TASK TO CARRY OUT :: Once you have located the line containing "zone.parse::<Tz>().ok()" in the material below, return it exactly along with each line after it through the line containing "to already be".

MATERIALS PROVIDED ::
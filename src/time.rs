// Copyright 2022 Twitter, Inc.
// Licensed under the Apache License, Version 2.0
// http://www.apache.org/licenses/LICENSE-2.0

use crate::error::{Error, Result};
use crate::record::RelativeSeries;

use chrono::{
    DateTime, Duration, FixedOffset, LocalResult, NaiveDateTime, Offset, TimeZone, Utc,
};
use chrono_tz::Tz;
use once_cell::sync::Lazy;
use regex::Regex;

/// Wall clock format used by the benchmark request lines.
pub const STRICT_FORMAT: &str = "%Y-%m-%d %H:%M:%S%.f";

static TIMESTAMP: Lazy<Regex> = Lazy::new(|| {
    Regex::new(r"^(\d{4}-\d{2}-\d{2})[ T](\d{2}:\d{2}:\d{2}(?:\.\d+)?)\s*(\S*)$").unwrap()
});

static OFFSET: Lazy<Regex> = Lazy::new(|| Regex::new(r"^([+-])(\d{2}):?(\d{2})?$").unwrap());

/// A parsed timestamp that may or may not carry zone information.
#[derive(Copy, Clone, Debug, PartialEq, Eq)]
pub enum Timestamp {
    Naive(NaiveDateTime),
    Zoned(DateTime<FixedOffset>),
}

/// Parse `YYYY-MM-DD HH:MM:SS.ffffff` exactly. The fraction may carry up to
/// nanosecond precision.
pub fn parse_strict(field: &'static str, value: &str) -> Result<NaiveDateTime> {
    NaiveDateTime::parse_from_str(value, STRICT_FORMAT).map_err(|e| Error::parse(field, value, e))
}

/// Parse a timestamp in any of the shapes the benchmark logs use:
///
/// * `2025-04-19 16:19:56` or `2025-04-19T16:19:56.250`
/// * followed optionally by `Z`, `UTC`, `GMT`, a numeric offset such as
///   `+03:00`, `+0300` or `-05`, or an IANA zone name such as `Europe/Kyiv`
///
/// Zone abbreviations (`CET`, `EEST`, `EST`) are ambiguous and leave the
/// result naive.
pub fn parse_timestamp(field: &'static str, value: &str) -> Result<Timestamp> {
    let value = value.trim();
    let captures = TIMESTAMP
        .captures(value)
        .ok_or_else(|| Error::parse(field, value, "unrecognised timestamp layout"))?;

    let naive = parse_strict(field, &format!("{} {}", &captures[1], &captures[2]))?;

    let zone = &captures[3];
    if zone.is_empty() {
        return Ok(Timestamp::Naive(naive));
    }

    if ["Z", "UTC", "GMT"].iter().any(|z| z.eq_ignore_ascii_case(zone)) {
        return Ok(Timestamp::Zoned(
            Utc.from_utc_datetime(&naive).with_timezone(&utc_offset()),
        ));
    }

    if let Some(offset) = parse_offset(zone) {
        return match offset.from_local_datetime(&naive) {
            LocalResult::Single(t) => Ok(Timestamp::Zoned(t)),
            _ => Err(Error::parse(field, value, "offset out of range")),
        };
    }

    let region = if zone.contains('/') {
        zone.parse::<Tz>().ok()
    } else {
        None
    };
    if let Some(tz) = region {
        let local = localize_naive(&naive, &tz);
        let fixed = local.offset().fix();
        return Ok(Timestamp::Zoned(local.with_timezone(&fixed)));
    }

    if zone.chars().all(|c| c.is_ascii_alphabetic()) {
        debug!("unknown zone abbreviation {:?}, treating {} as naive", zone, value);
        return Ok(Timestamp::Naive(naive));
    }

    Err(Error::parse(field, value, "unrecognised zone"))
}

fn utc_offset() -> FixedOffset {
    Utc.fix()
}

fn parse_offset(zone: &str) -> Option<FixedOffset> {
    let captures = OFFSET.captures(zone)?;
    let hours: i32 = captures[2].parse().ok()?;
    let minutes: i32 = captures
        .get(3)
        .map(|m| m.as_str().parse().ok())
        .unwrap_or(Some(0))?;
    let seconds = hours * 3600 + minutes * 60;
    if &captures[1] == "-" {
        FixedOffset::west_opt(seconds)
    } else {
        FixedOffset::east_opt(seconds)
    }
}

/// Resolve a zone name such as `Europe/Kyiv`.
pub fn parse_zone(name: &str) -> Result<Tz> {
    name.parse::<Tz>()
        .map_err(|e| Error::Config(format!("unknown timezone {:?}: {}", name, e)))
}

/// Attach `zone` to a naive wall clock reading.
///
/// A reading that occurs twice (DST fall-back) resolves to the later,
/// standard-time instant. A reading that never occurs (DST spring-forward)
/// is interpreted with the offset in effect before the transition.
pub fn localize_naive<Z: TimeZone>(naive: &NaiveDateTime, zone: &Z) -> DateTime<Z> {
    match zone.from_local_datetime(naive) {
        LocalResult::Single(t) => t,
        LocalResult::Ambiguous(_, later) => later,
        LocalResult::None => {
            let before = *naive - Duration::days(1);
            let offset = zone.offset_from_utc_datetime(&before).fix();
            let utc = *naive - Duration::seconds(offset.local_minus_utc() as i64);
            zone.from_utc_datetime(&utc)
        }
    }
}

/// Bring a timestamp into `zone`. Naive timestamps are taken to already be
/// wall clock readings in `zone`; zone-aware timestamps are converted.
pub fn localize_to_zone<Z: TimeZone>(timestamp: &Timestamp, zone: &Z) -> DateTime<Z> {
    match timestamp {
        Timestamp::Naive(naive) => localize_naive(naive, zone),
        Timestamp::Zoned(zoned) => zoned.with_timezone(zone),
    }
}

/// Points on a timeline that can be measured against each other.
pub trait Elapsed: Clone {
    fn since(&self, base: &Self) -> Duration;
}

impl Elapsed for NaiveDateTime {
    fn since(&self, base: &Self) -> Duration {
        self.signed_duration_since(*base)
    }
}

impl<Z: TimeZone> Elapsed for DateTime<Z> {
    fn since(&self, base: &Self) -> Duration {
        self.clone().signed_duration_since(base.clone())
    }
}

/// Fractional seconds with microsecond resolution.
pub fn total_seconds(duration: Duration) -> f64 {
    match duration.num_microseconds() {
        Some(us) => us as f64 / 1_000_000.0,
        None => duration.num_milliseconds() as f64 / 1_000.0,
    }
}

/// Offsets from the first timestamp. Out-of-order input produces negative
/// offsets rather than an error.
pub fn to_relative_seconds<T: Elapsed>(times: &[T]) -> Result<RelativeSeries<T>> {
    let base = times
        .first()
        .cloned()
        .ok_or_else(|| Error::empty("timestamp sequence"))?;
    let offsets = times.iter().map(|t| total_seconds(t.since(&base))).collect();
    Ok(RelativeSeries { base, offsets })
}
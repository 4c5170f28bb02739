// Copyright 2021 Twitter, Inc.
// Licensed under the Apache License, Version 2.0
// http://www.apache.org/licenses/LICENSE-2.0

/// Log at error level and terminate the process with a non-zero status.
#[macro_export]
macro_rules! fatal {
    ($($arg:tt)*) => {{
        log::error!($($arg)*);
        log::logger().flush();
        std::process::exit(1)
    }};
}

WORKED SOLUTION ::
        zone.parse::<Tz>().ok()
    } else {
        None
    };
    if let Some(tz) = region {
        let local = localize_naive(&naive, &tz);
        let fixed = local.offset().fix();
        return Ok(Timestamp::Zoned(local.with_timezone(&fixed)));
    }

    if zone.chars().all(|c| c.is_ascii_alphabetic()) {
        debug!("unknown zone abbreviation {:?}, treating {} as naive", zone, value);
        return Ok(Timestamp::Naive(naive));
    }

    Err(Error::parse(field, value, "unrecognised zone"))
}

fn utc_offset() -> FixedOffset {
    Utc.fix()
}

fn parse_offset(zone: &str) -> Option<FixedOffset> {
    let captures = OFFSET.captures(zone)?;
    let hours: i32 = captures[2].parse().ok()?;
    let minutes: i32 = captures
        .get(3)
        .map(|m| m.as_str().parse().ok())
        .unwrap_or(Some(0))?;
    let seconds = hours * 3600 + minutes * 60;
    if &captures[1] == "-" {
        FixedOffset::west_opt(seconds)
    } else {
        FixedOffset::east_opt(seconds)
    }
}

/// Resolve a zone name such as `Europe/Kyiv`.
pub fn parse_zone(name: &str) -> Result<Tz> {
    name.parse::<Tz>()
        .map_err(|e| Error::Config(format!("unknown timezone {:?}: {}", name, e)))
}

/// Attach `zone` to a naive wall clock reading.
///
/// A reading that occurs twice (DST fall-back) resolves to the later,
/// standard-time instant. A reading that never occurs (DST spring-forward)
/// is interpreted with the offset in effect before the transition.
pub fn localize_naive<Z: TimeZone>(naive: &NaiveDateTime, zone: &Z) -> DateTime<Z> {
    match zone.from_local_datetime(naive) {
        LocalResult::Single(t) => t,
        LocalResult::Ambiguous(_, later) => later,
        LocalResult::None => {
            let before = *naive - Duration::days(1);
            let offset = zone.offset_from_utc_datetime(&before).fix();
            let utc = *naive - Duration::seconds(offset.local_minus_utc() as i64);
            zone.from_utc_datetime(&utc)
        }
    }
}

/// Bring a timestamp into `zone`. Naive timestamps are taken to already be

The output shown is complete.